B) QUESTÕES COLOCADAS NO RECURSO:
1) Desde a 1. instância que o problema fulcral a debater nestes autos consiste em apurar se o despedimento será de considerar ilícito por ter sido originado em faltas que se consideraram injustificadas porque elas foram motivadas por o autor ter sido submetido durante os dias em que faltou (211) a prisão preventiva.
Com interesse e complementarmente debate-se o problema de a condenação ter sido posterior à aplicação do despedimento no processo disciplinar, pelo que, é sustentado, haveria violação dos princípios constitucionais de presunção de inocência e de proibição de despedimento sem justa causa.
Estes, portanto, os aspectos que deverão ser equacionados e resolvidos.
2) A legalidade do despedimento.
O artigo 9 do Decreto-Lei 64-A/89, de 27 de Fevereiro disciplina a matéria da "justa causa de despedimento".
Segundo este preceito legal, constitui justa causa de despedimento, o comportamento culposo do trabalhador que, pela sua gravidade e consequências, torne imediata e praticamente impossível a relação de trabalho.
Este, portanto, um primeiro requisito imprescindível para que o despedimento possa ser tido como feito com justa causa.
O dispositivo legal em causa continua, no n. 2, indicando vários índices que, segundo o mesmo, constituirão, nomeadamente, justa causa de despedimento.
Entre eles figuram as "faltas não justificadas ao trabalho que determinem directamente prejuízos ou riscos graves para a empresa ou, independentemente de qualquer prejuízo ou risco, quando o número de faltas injustificadas atingir, em cada ano, cinco seguidas ou dez interpoladas".
No caso dos autos, não se discutiu, sequer, que as faltas foram muito mais do que cinco sem interrupção ou que dez interpoladas.
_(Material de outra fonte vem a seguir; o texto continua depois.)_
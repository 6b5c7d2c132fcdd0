use chrono::{DateTime, Utc};


/// `Max-Age` of the cookie emitted when a cookie value is empty
///
/// One year and a second in the past, so every client drops the cookie.
pub const DELETED_COOKIE_MAX_AGE: i64 = -31_536_001;

/// Size of the chunks used when a stream is copied somewhere else
pub const READ_CHUNK_SIZE: usize = 8192;

/// The format of `Date` header and cookie `Expires` attribute
pub const HTTP_DATE_FORMAT: &str = "%a, %d %b %Y %H:%M:%S GMT";


/// Settings used when values are created or rendered
///
/// All methods have defaults, so an empty impl block is enough to get the
/// standard behavior. Override `now` to get reproducible `Date` headers and
/// cookie expiration dates.
pub trait Context {
    /// Clock used for `Date` header and cookie `Expires`
    fn now(&self) -> DateTime<Utc> {
        Utc::now()
    }
    /// Cookie `Path` attribute used when none is set
    fn default_cookie_path(&self) -> &str {
        "/"
    }
}

/// Context with all the default settings and the system clock
#[derive(Debug, Clone, Copy, Default)]
pub struct DefaultContext;

impl Context for DefaultContext {}

pub(crate) fn http_date(date: DateTime<Utc>) -> String {
    date.format(HTTP_DATE_FORMAT).to_string()
}

#[cfg(test)]
mod test {
    use chrono::{TimeZone, Utc};
    use super::{http_date, Context, DefaultContext};

    #[test]
    fn test_http_date() {
        let date = Utc.with_ymd_and_hms(1994, 11, 6, 8, 49, 37).unwrap();
        assert_eq!(http_date(date), "Sun, 06 Nov 1994 08:49:37 GMT");
    }

    #[test]
    fn test_defaults() {
        let ctx = DefaultContext;
        assert_eq!(ctx.default_cookie_path(), "/");
    }
}
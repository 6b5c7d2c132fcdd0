use std::io;


quick_error!{
    /// Error type returned by every fallible operation of this crate
    ///
    /// Note, you should not make an exhaustive match over the enum. More
    /// errors may be added at will. Use `HttpError` trait to map an error
    /// to an HTTP status instead.
    #[derive(Debug)]
    pub enum Error {
        /// Caller supplied a structurally invalid argument
        ///
        /// Always detected before anything is changed.
        Validation(reason: String) {
            display("invalid argument: {}", reason)
        }
        /// The underlying byte resource failed an operation
        Io(context: &'static str, err: io::Error) {
            display("{}: {}", context, err)
            source(err)
        }
        /// The object is in a state where the operation is not allowed
        State(reason: &'static str) {
            display("invalid state: {}", reason)
        }
    }
}

/// Result of the operations of this crate
pub type Result<T> = ::std::result::Result<T, Error>;

impl Error {
    pub(crate) fn invalid<S: Into<String>>(reason: S) -> Error {
        Error::Validation(reason.into())
    }
    pub(crate) fn unsupported(context: &'static str) -> Error {
        Error::Io(context,
            io::Error::new(io::ErrorKind::Unsupported, context))
    }
    /// Returns true for `Error::Validation`
    pub fn is_validation(&self) -> bool {
        matches!(*self, Error::Validation(..))
    }
    /// Returns true for `Error::Io`
    pub fn is_io(&self) -> bool {
        matches!(*self, Error::Io(..))
    }
    /// Returns true for `Error::State`
    pub fn is_state(&self) -> bool {
        matches!(*self, Error::State(..))
    }
}

/// A trait which represents an error which can be formatted as HTTP error page
pub trait HttpError {
    /// Return HTTP status code and status text
    ///
    /// The status text and code are also printed on the error page itself
    fn http_status(&self) -> (u16, &'static str);
}

impl HttpError for Error {
    fn http_status(&self) -> (u16, &'static str) {
        use self::Error::*;
        match *self {
            Validation(_) => (400, "Bad Request"),
            State(_) => (409, "Conflict"),
            Io(..) => (500, "Internal Server Error"),
        }
    }
}
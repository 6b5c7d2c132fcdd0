//! HTTP messages as values
//!
//! Requests, responses and URIs are never changed in place: every `with_*`
//! method consumes the value and returns the changed one, leaving clones
//! untouched. The only shared part is the body, a `ByteStream` behind a
//! reference-counted handle.
//!
//! ```
//! use http_value::{HttpMessage, Request, Uri};
//!
//! let req = Request::new("GET", Uri::parse("http://example.com/").unwrap())
//!     .unwrap()
//!     .with_header("Accept", ["text/html"]).unwrap();
//! assert_eq!(req.header_line("host"), "example.com");
//! ```
#[macro_use] extern crate quick_error;
#[macro_use] extern crate log;

mod error;
mod version;
mod context;
mod status;
pub mod stream;
mod body;
pub mod headers;
mod message;
mod uri;
mod cookie;
mod request;
mod response;
mod upload;

pub use error::{Error, Result, HttpError};
pub use version::Version;
pub use context::{Context, DefaultContext};
pub use context::{DELETED_COOKIE_MAX_AGE, READ_CHUNK_SIZE, HTTP_DATE_FORMAT};
pub use status::reason_phrase;
pub use stream::{ByteStream, Resource, MemoryResource, FileResource};
pub use stream::{MetaValue, Metadata};
pub use body::Body;
pub use headers::HeaderTable;
pub use message::{Message, HttpMessage};
pub use uri::Uri;
pub use cookie::{Cookie, SameSite};
pub use request::{Method, Request};
pub use response::Response;
pub use upload::{UploadedFile, UploadStatus};
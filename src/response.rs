use std::fmt;

use crate::body::Body;
use crate::context::{http_date, Context, DefaultContext};
use crate::cookie::Cookie;
use crate::error::{Error, HttpError, Result};
use crate::headers::HeaderTable;
use crate::message::{HttpMessage, Message};
use crate::status::{is_known, reason_phrase};
use crate::version::Version;


/// An HTTP response
///
/// Status code is always one of the codes known by `status::reason_phrase`
/// and the reason phrase is never empty.
#[derive(Debug, Clone)]
pub struct Response {
    message: Message,
    status: u16,
    reason: String,
    /// Cookie name -> formatted `Set-Cookie` value
    cookies: Vec<(String, String)>,
}

fn resolve_reason(code: u16, reason: &str) -> Result<String> {
    if !is_known(code) {
        return Err(Error::invalid(format!("unknown status code {}", code)));
    }
    if reason.bytes().any(|b| b == b'\r' || b == b'\n') {
        return Err(Error::invalid(
            format!("reason phrase {:?} contains a line break", reason)));
    }
    match reason {
        "" => Ok(reason_phrase(code).unwrap_or("").to_string()),
        _ => Ok(reason.to_string()),
    }
}

impl Response {
    /// Creates an HTTP/1.1 response with a standard reason phrase
    pub fn new(status: u16) -> Result<Response> {
        Response::from_parts(status, "", HeaderTable::new(), None,
            Version::Http11)
    }
    /// Creates a response, an empty `reason` means the standard phrase
    pub fn from_parts(status: u16, reason: &str, headers: HeaderTable,
        body: Option<Body>, version: Version)
        -> Result<Response>
    {
        Ok(Response {
            reason: resolve_reason(status, reason)?,
            status,
            message: Message::from_parts(version, headers, body),
            cookies: Vec::new(),
        })
    }
    /// Plain text error page for the error
    ///
    /// Codes which are not in the status table are replaced by 500.
    pub fn error_page<E: HttpError + ?Sized>(err: &E) -> Response {
        let (code, phrase) = match err.http_status() {
            (code, phrase) if is_known(code) => (code, phrase),
            _ => (500, "Internal Server Error"),
        };
        let mut headers = HeaderTable::new();
        headers.put("Content-Type", "text/plain".to_string());
        Response {
            message: Message::from_parts(Version::Http11, headers,
                Some(Body::from(format!("{} {}\r\n", code, phrase)))),
            status: code,
            reason: phrase.to_string(),
            cookies: Vec::new(),
        }
    }

    pub fn status(&self) -> u16 {
        self.status
    }
    pub fn reason_phrase(&self) -> &str {
        &self.reason
    }
    /// Changes the status, an empty `reason` means the standard phrase
    pub fn with_status(mut self, code: u16, reason: &str) -> Result<Response> {
        let reason = resolve_reason(code, reason)?;
        if self.status != code || self.reason != reason {
            self.status = code;
            self.reason = reason;
        }
        Ok(self)
    }

    /// Adds a cookie, replacing any cookie with the same name
    ///
    /// Expiration dates are computed with the system clock.
    pub fn with_cookie(self, cookie: Cookie) -> Result<Response> {
        self.with_cookie_in(cookie, &DefaultContext)
    }
    /// Same as `with_cookie` with the clock and defaults of the context
    pub fn with_cookie_in<C: Context + ?Sized>(mut self, cookie: Cookie,
        ctx: &C)
        -> Result<Response>
    {
        let line = cookie.format(ctx)?;
        match self.cookies.iter_mut().find(|(n, _)| n == cookie.name()) {
            Some(entry) => entry.1 = line,
            None => self.cookies.push((cookie.name().to_string(), line)),
        }
        Ok(self)
    }
    /// Formatted `Set-Cookie` value of the cookie
    pub fn cookie(&self, name: &str) -> Option<&str> {
        self.cookies.iter()
            .find(|(n, _)| n == name)
            .map(|(_, line)| &line[..])
    }
    /// All cookies in the order they were added
    pub fn cookies(&self) -> impl Iterator<Item=(&str, &str)> {
        self.cookies.iter().map(|(n, l)| (&n[..], &l[..]))
    }

    /// Full response as text
    ///
    /// `Date` (from the clock of the context) and `Content-Length` (size of
    /// the body) headers are set just before writing. Cookies go right after
    /// the status line.
    pub fn render<C: Context + ?Sized>(&self, ctx: &C) -> String {
        let mut headers = self.message.headers.clone();
        let length = self.body().size().unwrap_or(0);
        headers.put("Date", http_date(ctx.now()));
        headers.put("Content-Length", length.to_string());

        let mut out = format!("HTTP/{} {} {}\r\n",
            self.message.version.as_str(), self.status, self.reason);
        for (_, line) in &self.cookies {
            out.push_str("Set-Cookie: ");
            out.push_str(line);
            out.push_str("\r\n");
        }
        out.push_str(&headers.to_lines());
        out.push_str("\r\n");
        out.push_str(&self.body().contents());
        out
    }
}

impl HttpMessage for Response {
    fn message(&self) -> &Message {
        &self.message
    }
    fn message_mut(&mut self) -> &mut Message {
        &mut self.message
    }
}

impl fmt::Display for Response {
    fn fmt(&self, f: &mut fmt::Formatter) -> fmt::Result {
        f.write_str(&self.render(&DefaultContext))
    }
}
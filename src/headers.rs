use std::collections::HashMap;

use crate::error::{Error, Result};


/// Compares header name with a lowercase constant ignoring case
#[inline(always)]
pub fn is_header(val: &str, lowercase: &str) -> bool {
    if val.len() != lowercase.len() {
        return false;
    }
    for (idx, ch) in val.bytes().enumerate() {
        if lowercase.as_bytes()[idx] != ch.to_ascii_lowercase() {
            return false;
        }
    }
    return true;
}

#[inline(always)]
pub fn is_set_cookie(val: &str) -> bool {
    is_header(val, "set-cookie")
}

// tchar from RFC7230
fn is_token_char(ch: u8) -> bool {
    match ch {
        b'a'..=b'z' | b'A'..=b'Z' | b'0'..=b'9' => true,
        b'!' | b'#' | b'$' | b'%' | b'&' | b'\'' | b'*' | b'+' | b'-' |
        b'.' | b'^' | b'_' | b'`' | b'|' | b'~' => true,
        _ => false,
    }
}

fn check_name(name: &str) -> Result<()> {
    if name.is_empty() {
        return Err(Error::invalid("header name must not be empty"));
    }
    if !name.bytes().all(is_token_char) {
        return Err(Error::invalid(
            format!("header name {:?} contains invalid characters", name)));
    }
    Ok(())
}

/// Trims spaces and tabs off every value
///
/// Fails if there are no values at all, or some value contains a line
/// break. Values which are empty after trimming are kept.
pub fn normalize_values<I>(values: I) -> Result<Vec<String>>
    where I: IntoIterator,
          I::Item: AsRef<str>,
{
    let mut result = Vec::new();
    for value in values {
        let value = value.as_ref();
        if value.bytes().any(|b| b == b'\r' || b == b'\n' || b == 0) {
            return Err(Error::invalid(
                format!("header value {:?} contains a line break", value)));
        }
        result.push(value.trim_matches(|c| c == ' ' || c == '\t')
            .to_string());
    }
    if result.is_empty() {
        return Err(Error::invalid("header value must not be empty"));
    }
    Ok(result)
}

fn push_line(out: &mut String, name: &str, value: &str) {
    out.push_str(name);
    out.push_str(": ");
    out.push_str(value);
    out.push_str("\r\n");
}

/// Ordered table of headers with case-insensitive lookup
///
/// Each header is stored once under its canonical name: the casing it was
/// set with. All values of the header are kept in the order they were
/// added.
#[derive(Debug, Clone, Default, PartialEq, Eq)]
pub struct HeaderTable {
    entries: Vec<(String, Vec<String>)>,
    /// Lowercase name -> canonical name
    index: HashMap<String, String>,
}

impl HeaderTable {
    pub fn new() -> HeaderTable {
        HeaderTable::default()
    }
    /// Builds a table from `(name, values)` pairs
    ///
    /// Pairs with the same name (in any casing) are merged like `add` does.
    pub fn from_pairs<I, N, V>(pairs: I) -> Result<HeaderTable>
        where I: IntoIterator<Item=(N, V)>,
              N: AsRef<str>,
              V: IntoIterator,
              V::Item: AsRef<str>,
    {
        let mut table = HeaderTable::new();
        for (name, values) in pairs {
            table.add(name.as_ref(), values)?;
        }
        Ok(table)
    }
    /// Number of distinct headers
    pub fn len(&self) -> usize {
        self.entries.len()
    }
    pub fn is_empty(&self) -> bool {
        self.entries.is_empty()
    }
    /// Headers with their canonical names in order
    pub fn iter(&self) -> impl Iterator<Item=(&str, &[String])> {
        self.entries.iter().map(|(n, v)| (&n[..], &v[..]))
    }
    fn position(&self, name: &str) -> Option<usize> {
        let canonical = self.index.get(&name.to_ascii_lowercase())?;
        self.entries.iter().position(|(n, _)| n == canonical)
    }
    /// Canonical name the header is stored under
    pub fn canonical_name(&self, name: &str) -> Option<&str> {
        self.index.get(&name.to_ascii_lowercase()).map(|x| &x[..])
    }
    pub fn has(&self, name: &str) -> bool {
        self.index.contains_key(&name.to_ascii_lowercase())
    }
    /// All values of the header, empty slice if there is no such header
    pub fn get(&self, name: &str) -> &[String] {
        match self.position(name) {
            Some(pos) => &self.entries[pos].1,
            None => &[],
        }
    }
    /// All values of the header joined with a comma
    pub fn get_line(&self, name: &str) -> String {
        self.get(name).join(", ")
    }
    /// Returns true if `set(name, values)` wouldn't change anything
    ///
    /// Values are expected to be normalized already.
    pub fn is_same(&self, name: &str, values: &[String]) -> bool {
        self.canonical_name(name) == Some(name) && self.get(name) == values
    }
    /// Replaces all values of the header
    ///
    /// The old header (in any casing) is removed and the new one is
    /// appended to the end under `name`.
    pub fn set<I>(&mut self, name: &str, values: I) -> Result<()>
        where I: IntoIterator,
              I::Item: AsRef<str>,
    {
        check_name(name)?;
        let values = normalize_values(values)?;
        self.remove(name);
        self.index.insert(name.to_ascii_lowercase(), name.to_string());
        self.entries.push((name.to_string(), values));
        Ok(())
    }
    /// Same as `set` but puts the header in front of all others
    ///
    /// When the header exists its canonical name is kept.
    pub fn set_first<I>(&mut self, name: &str, values: I) -> Result<()>
        where I: IntoIterator,
              I::Item: AsRef<str>,
    {
        check_name(name)?;
        let values = normalize_values(values)?;
        let canonical = self.canonical_name(name)
            .unwrap_or(name).to_string();
        self.remove(name);
        self.index.insert(canonical.to_ascii_lowercase(), canonical.clone());
        self.entries.insert(0, (canonical, values));
        Ok(())
    }
    /// Appends values to the header, creates the header if it's absent
    pub fn add<I>(&mut self, name: &str, values: I) -> Result<()>
        where I: IntoIterator,
              I::Item: AsRef<str>,
    {
        check_name(name)?;
        let values = normalize_values(values)?;
        match self.position(name) {
            Some(pos) => self.entries[pos].1.extend(values),
            None => {
                self.index.insert(name.to_ascii_lowercase(), name.to_string());
                self.entries.push((name.to_string(), values));
            }
        }
        Ok(())
    }
    /// Removes the header, returns false if there was no such header
    pub fn remove(&mut self, name: &str) -> bool {
        match self.position(name) {
            Some(pos) => {
                self.entries.remove(pos);
                self.index.remove(&name.to_ascii_lowercase());
                true
            }
            None => false,
        }
    }
    /// Replaces the header with a single value without validation
    ///
    /// For names and values produced by the crate itself.
    pub(crate) fn put(&mut self, name: &'static str, value: String) {
        self.remove(name);
        self.index.insert(name.to_ascii_lowercase(), name.to_string());
        self.entries.push((name.to_string(), vec![value]));
    }
    /// A `Name: value, value\r\n` line for every header
    ///
    /// `Set-Cookie` can't be folded, so each of its values gets a line.
    pub(crate) fn to_lines(&self) -> String {
        let mut out = String::new();
        for (name, values) in &self.entries {
            if is_set_cookie(name) {
                for value in values {
                    push_line(&mut out, name, value);
                }
            } else {
                push_line(&mut out, name, &values.join(", "));
            }
        }
        out
    }
}

#[cfg(test)]
mod test {
    use super::{is_header, is_set_cookie};
    use super::{normalize_values, HeaderTable};

    #[test]
    fn test_name_match() {
        assert!(is_header("Host", "host"));
        assert!(is_header("HOST", "host"));
        assert!(!is_header("Hos", "host"));
        assert!(is_header("content-LENGTH", "content-length"));
        assert!(is_set_cookie("Set-Cookie"));
        assert!(!is_set_cookie("Set-Cookie2"));
    }

    #[test]
    fn test_set_get_any_case() {
        let mut table = HeaderTable::new();
        table.set("X-Foo", [" a ", "\tb", "c d"]).unwrap();
        for name in &["X-Foo", "x-foo", "X-FOO", "x-fOo"] {
            assert!(table.has(name));
            assert_eq!(table.get(name), &["a", "b", "c d"]);
        }
        assert_eq!(table.get_line("x-foo"), "a, b, c d");
        assert_eq!(table.canonical_name("X-FOO"), Some("X-Foo"));
    }

    #[test]
    fn test_set_replaces() {
        let mut table = HeaderTable::new();
        table.set("Accept", ["text/html"]).unwrap();
        table.set("X-Other", ["1"]).unwrap();
        table.set("accept", ["*/*"]).unwrap();
        assert_eq!(table.len(), 2);
        assert_eq!(table.canonical_name("ACCEPT"), Some("accept"));
        let names: Vec<_> = table.iter().map(|(n, _)| n).collect();
        assert_eq!(names, ["X-Other", "accept"]);
    }

    #[test]
    fn test_empty_values() {
        let mut table = HeaderTable::new();
        let empty: [&str; 0] = [];
        assert!(table.set("X-Foo", empty).unwrap_err().is_validation());
        assert!(table.add("X-Foo", empty).unwrap_err().is_validation());
        assert!(!table.has("X-Foo"));
        // whitespace-only value is still a value
        table.set("X-Foo", ["  "]).unwrap();
        assert_eq!(table.get("X-Foo"), &[""]);
    }

    #[test]
    fn test_invalid() {
        let mut table = HeaderTable::new();
        assert!(table.set("", ["x"]).unwrap_err().is_validation());
        assert!(table.set("Bad Name", ["x"]).unwrap_err().is_validation());
        assert!(table.set("X-Foo", ["a\r\nInjected: 1"])
                .unwrap_err().is_validation());
        assert!(table.is_empty());
    }

    #[test]
    fn test_add() {
        let mut table = HeaderTable::new();
        table.add("Vary", ["Accept"]).unwrap();
        table.add("VARY", ["Cookie"]).unwrap();
        assert_eq!(table.get("vary"), &["Accept", "Cookie"]);
        assert_eq!(table.canonical_name("vary"), Some("Vary"));
    }

    #[test]
    fn test_remove() {
        let mut table = HeaderTable::from_pairs(vec![
            ("A", vec!["1"]),
            ("B", vec!["2"]),
        ]).unwrap();
        assert!(table.remove("a"));
        assert!(!table.remove("a"));
        assert!(!table.has("A"));
        assert_eq!(table.len(), 1);
    }

    #[test]
    fn test_set_first() {
        let mut table = HeaderTable::new();
        table.set("Accept", ["*/*"]).unwrap();
        table.set("HOST", ["old"]).unwrap();
        table.set_first("Host", ["new:8080"]).unwrap();
        let names: Vec<_> = table.iter().map(|(n, _)| n).collect();
        assert_eq!(names, ["HOST", "Accept"]);
        assert_eq!(table.get("host"), &["new:8080"]);
    }

    #[test]
    fn test_is_same() {
        let mut table = HeaderTable::new();
        table.set("X-Foo", ["a"]).unwrap();
        let values = normalize_values([" a "]).unwrap();
        assert!(table.is_same("X-Foo", &values));
        assert!(!table.is_same("x-foo", &values));
    }

    #[test]
    fn test_lines() {
        let mut table = HeaderTable::new();
        table.set("A", ["1", "2"]).unwrap();
        table.set("B", ["3"]).unwrap();
        assert_eq!(table.to_lines(), "A: 1, 2\r\nB: 3\r\n");

        let mut table = HeaderTable::new();
        table.set("Set-Cookie", ["a=1", "b=2"]).unwrap();
        assert_eq!(table.to_lines(), "Set-Cookie: a=1\r\nSet-Cookie: b=2\r\n");
    }

    #[test]
    fn test_put() {
        let mut table = HeaderTable::new();
        table.set("content-length", ["1"]).unwrap();
        table.set("Accept", ["*/*"]).unwrap();
        table.put("Content-Length", "10".to_string());
        assert_eq!(table.len(), 2);
        assert_eq!(table.to_lines(), "Accept: */*\r\nContent-Length: 10\r\n");
    }
}
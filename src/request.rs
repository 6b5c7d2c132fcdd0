use std::fmt;
use std::str::FromStr;

use crate::body::Body;
use crate::error::{Error, Result};
use crate::headers::HeaderTable;
use crate::message::{HttpMessage, Message};
use crate::uri::Uri;
use crate::version::Version;


/// Request methods which are allowed
#[derive(Debug, Clone, Copy, PartialEq, Eq, Hash)]
pub enum Method {
    Options,
    Head,
    Get,
    Post,
    Put,
    Patch,
    Delete,
}

impl Method {
    pub fn as_str(&self) -> &'static str {
        use self::Method::*;
        match *self {
            Options => "OPTIONS",
            Head => "HEAD",
            Get => "GET",
            Post => "POST",
            Put => "PUT",
            Patch => "PATCH",
            Delete => "DELETE",
        }
    }
}

impl FromStr for Method {
    type Err = Error;
    /// Method name is matched ignoring case
    fn from_str(s: &str) -> Result<Method> {
        use self::Method::*;
        let method = match &s.to_ascii_uppercase()[..] {
            "OPTIONS" => Options,
            "HEAD" => Head,
            "GET" => Get,
            "POST" => Post,
            "PUT" => Put,
            "PATCH" => Patch,
            "DELETE" => Delete,
            "" => return Err(Error::invalid("request method is empty")),
            _ => return Err(Error::invalid(
                format!("unsupported request method {:?}", s))),
        };
        Ok(method)
    }
}

impl fmt::Display for Method {
    fn fmt(&self, f: &mut fmt::Formatter) -> fmt::Result {
        f.write_str(self.as_str())
    }
}

/// An HTTP request
///
/// The `Host` header follows the host of the URI: it's filled in on
/// creation if absent and updated by `with_uri` unless asked to preserve it.
#[derive(Debug, Clone)]
pub struct Request {
    message: Message,
    method: Method,
    uri: Uri,
    target: Option<String>,
}

impl Request {
    /// Creates an HTTP/1.1 request with no headers and an empty body
    pub fn new(method: &str, uri: Uri) -> Result<Request> {
        Request::from_parts(method, uri, HeaderTable::new(), None,
            Version::Http11)
    }
    pub fn from_parts(method: &str, uri: Uri, headers: HeaderTable,
        body: Option<Body>, version: Version)
        -> Result<Request>
    {
        let method = method.parse()?;
        let mut req = Request {
            message: Message::from_parts(version, headers, body),
            method,
            uri,
            target: None,
        };
        if !req.message.headers.has("host") {
            req.update_host()?;
        }
        Ok(req)
    }

    fn update_host(&mut self) -> Result<()> {
        let host = self.uri.host();
        if host.is_empty() {
            return Ok(());
        }
        let value = match self.uri.port() {
            Some(port) => format!("{}:{}", host, port),
            None => host.to_string(),
        };
        self.message.headers.set_first("Host", [value])
    }

    pub fn method(&self) -> Method {
        self.method
    }
    pub fn with_method(mut self, method: &str) -> Result<Request> {
        self.method = method.parse()?;
        Ok(self)
    }
    pub fn uri(&self) -> &Uri {
        &self.uri
    }
    /// Replaces the URI
    ///
    /// Unless `preserve_host` is set, the `Host` header is set from the new
    /// URI (if it has a host) and moved in front of other headers. With
    /// `preserve_host` the header is only filled in when it's absent.
    pub fn with_uri(mut self, uri: Uri, preserve_host: bool)
        -> Result<Request>
    {
        self.uri = uri;
        if !preserve_host || !self.message.headers.has("host") {
            self.update_host()?;
        }
        Ok(self)
    }
    /// The target as it appears in the request line
    ///
    /// Unless overriden by `with_request_target` it's the origin form:
    /// path (or `/`) and the query. The fragment is appended only when
    /// there is a query.
    pub fn request_target(&self) -> String {
        if let Some(ref target) = self.target {
            return target.clone();
        }
        let mut target = match self.uri.path() {
            "" => String::from("/"),
            path => path.to_string(),
        };
        if !self.uri.query().is_empty() {
            target.push('?');
            target.push_str(self.uri.query());
            if !self.uri.fragment().is_empty() {
                target.push('#');
                target.push_str(self.uri.fragment());
            }
        }
        target
    }
    /// Overrides the request target, e.g. with `*` or an absolute URI
    pub fn with_request_target(mut self, target: &str) -> Result<Request> {
        if target.is_empty() ||
            target.chars().any(|c| c.is_whitespace() || c.is_control())
        {
            return Err(Error::invalid(
                format!("invalid request target {:?}", target)));
        }
        if self.target.as_deref() != Some(target) {
            self.target = Some(target.to_string());
        }
        Ok(self)
    }
}

impl HttpMessage for Request {
    fn message(&self) -> &Message {
        &self.message
    }
    fn message_mut(&mut self) -> &mut Message {
        &mut self.message
    }
}

impl fmt::Display for Request {
    fn fmt(&self, f: &mut fmt::Formatter) -> fmt::Result {
        write!(f, "{} {} HTTP/{}\r\n",
            self.method, self.request_target(), self.message.version.as_str())?;
        f.write_str(&self.message.headers.to_lines())?;
        f.write_str("\r\n")?;
        f.write_str(&self.body().contents())
    }
}
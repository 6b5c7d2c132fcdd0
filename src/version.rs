use std::fmt::{self, Display};
use std::str::FromStr;

use crate::error::Error;

/// Version of the HTTP protocol of a message
///
/// HTTP/0.9 is only of historic importance. It is not supported and it
/// will never be supported. Most requests that appear to be HTTP/0.9 are
/// malformed HTTP/1.0 requests.
#[derive(Copy, Clone, Debug, Eq, Hash, Ord, PartialEq, PartialOrd)]
pub enum Version {
    /// HTTP/1.0 protocol version.
    Http10,
    /// HTTP/1.1 protocol version as described in RFC7230 and others.
    Http11,
    /// HTTP/2 protocol version as described in RFC7540.
    Http20,
}

impl Version {
    /// The bare version number as it's used in the start line
    /// (`1.0`, `1.1`, `2`)
    pub fn as_str(&self) -> &'static str {
        use self::Version::*;
        match *self {
            Http10 => "1.0",
            Http11 => "1.1",
            Http20 => "2",
        }
    }
}

impl Default for Version {
    fn default() -> Version {
        Version::Http11
    }
}

impl Display for Version {
    fn fmt(&self, f: &mut fmt::Formatter) -> fmt::Result {
        use self::Version::*;
        f.write_str(match *self {
            Http10 => "HTTP/1.0",
            Http11 => "HTTP/1.1",
            Http20 => "HTTP/2",
        })
    }
}

impl FromStr for Version {
    type Err = Error;
    /// Accepts both the bare number (`1.1`) and the start-line form
    /// (`HTTP/1.1`)
    fn from_str(s: &str) -> Result<Version, Error> {
        use self::Version::*;
        let num = s.strip_prefix("HTTP/").unwrap_or(s);
        match num {
            "1.0" => Ok(Http10),
            "1.1" => Ok(Http11),
            "2" | "2.0" => Ok(Http20),
            _ => Err(Error::invalid(
                format!("unsupported protocol version {:?}", s))),
        }
    }
}

#[cfg(test)]
mod test {
    use super::Version;

    #[test]
    fn test_parse() {
        assert_eq!("1.1".parse::<Version>().unwrap(), Version::Http11);
        assert_eq!("HTTP/1.0".parse::<Version>().unwrap(), Version::Http10);
        assert_eq!("2.0".parse::<Version>().unwrap(), Version::Http20);
        assert!("0.9".parse::<Version>().unwrap_err().is_validation());
        assert!("".parse::<Version>().is_err());
    }

    #[test]
    fn test_display() {
        assert_eq!(Version::default().to_string(), "HTTP/1.1");
        assert_eq!(Version::Http20.as_str(), "2");
    }
}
Também, dado o elevado número de faltas ocorridas, não se discutiu que elas ocasionariam prejuízos graves para a ré.
Qualquer destes requisitos estão, pois indiscutivelmente preenchidos.
Que o comportamento do trabalhador, faltando tantos dias seguidos, é grave e que, em si mesmo considerado, tornou imediata e praticamente impossível a relação de trabalho, foi ponto que também não sofreu contestação e ele ser, objectivamente, causador de tais consequências, também não foi discutido.
Estes dados objectivos poderão, portanto, ser dados como adquiridos.
Resta é saber se as faltas, porque derivadas de prisão preventiva, poderão ser ou não justificadas.
3) A jurisprudência tem decidido que a prisão resultante de condenação constitui motivo de faltas não justificadas: na base de tal prisão e das consequentes faltas ao serviço, está sempre um comportamento que o trabalhador quis ou que, podendo evitar tal actuação, não agiu de modo adequado para que o evento criminoso, mesmo que culposo, não ocorresse.
Pode ver-se, agora num plano mais específico que o da condenação, pois que se aplica à prisão preventiva, por todos, o acórdão do Supremo Tribunal de Justiça, de 25 de Fevereiro de 1993, apud, Col. Jur. TomoI, págs. 260, para o qual - "As faltas de serviço, por motivo de prisão preventiva do trabalhador, em consequência de acusação de tráfico de droga, crime porque veio a ser condenado, e que leva a imputar-lhe a responsabilidade de tal prisão, são consideradas como injustificadas, por procederem de comportamento gravemente censurável, constituindo, por isso, justa causa de despedimento".
Quanto ao regime da prova sobre este aspecto, a doutrina sustenta que "o empregador prova a falta - artigo 342 do C. Civil - cabendo ao trabalhador provar a sua justificação - artigo 25/2 e 4 do Decreto-Lei 874/76 "(Menezes Cordeiro, Manual, págs 835, Reimpressão).
Sem dúvida que o número elevado de faltas ficou provado. Mas, também não restam dúvidas que o trabalhador, ou seja o autor, não demonstrou a justificação para elas e nem, sequer, a sua reduzida valoração negativa.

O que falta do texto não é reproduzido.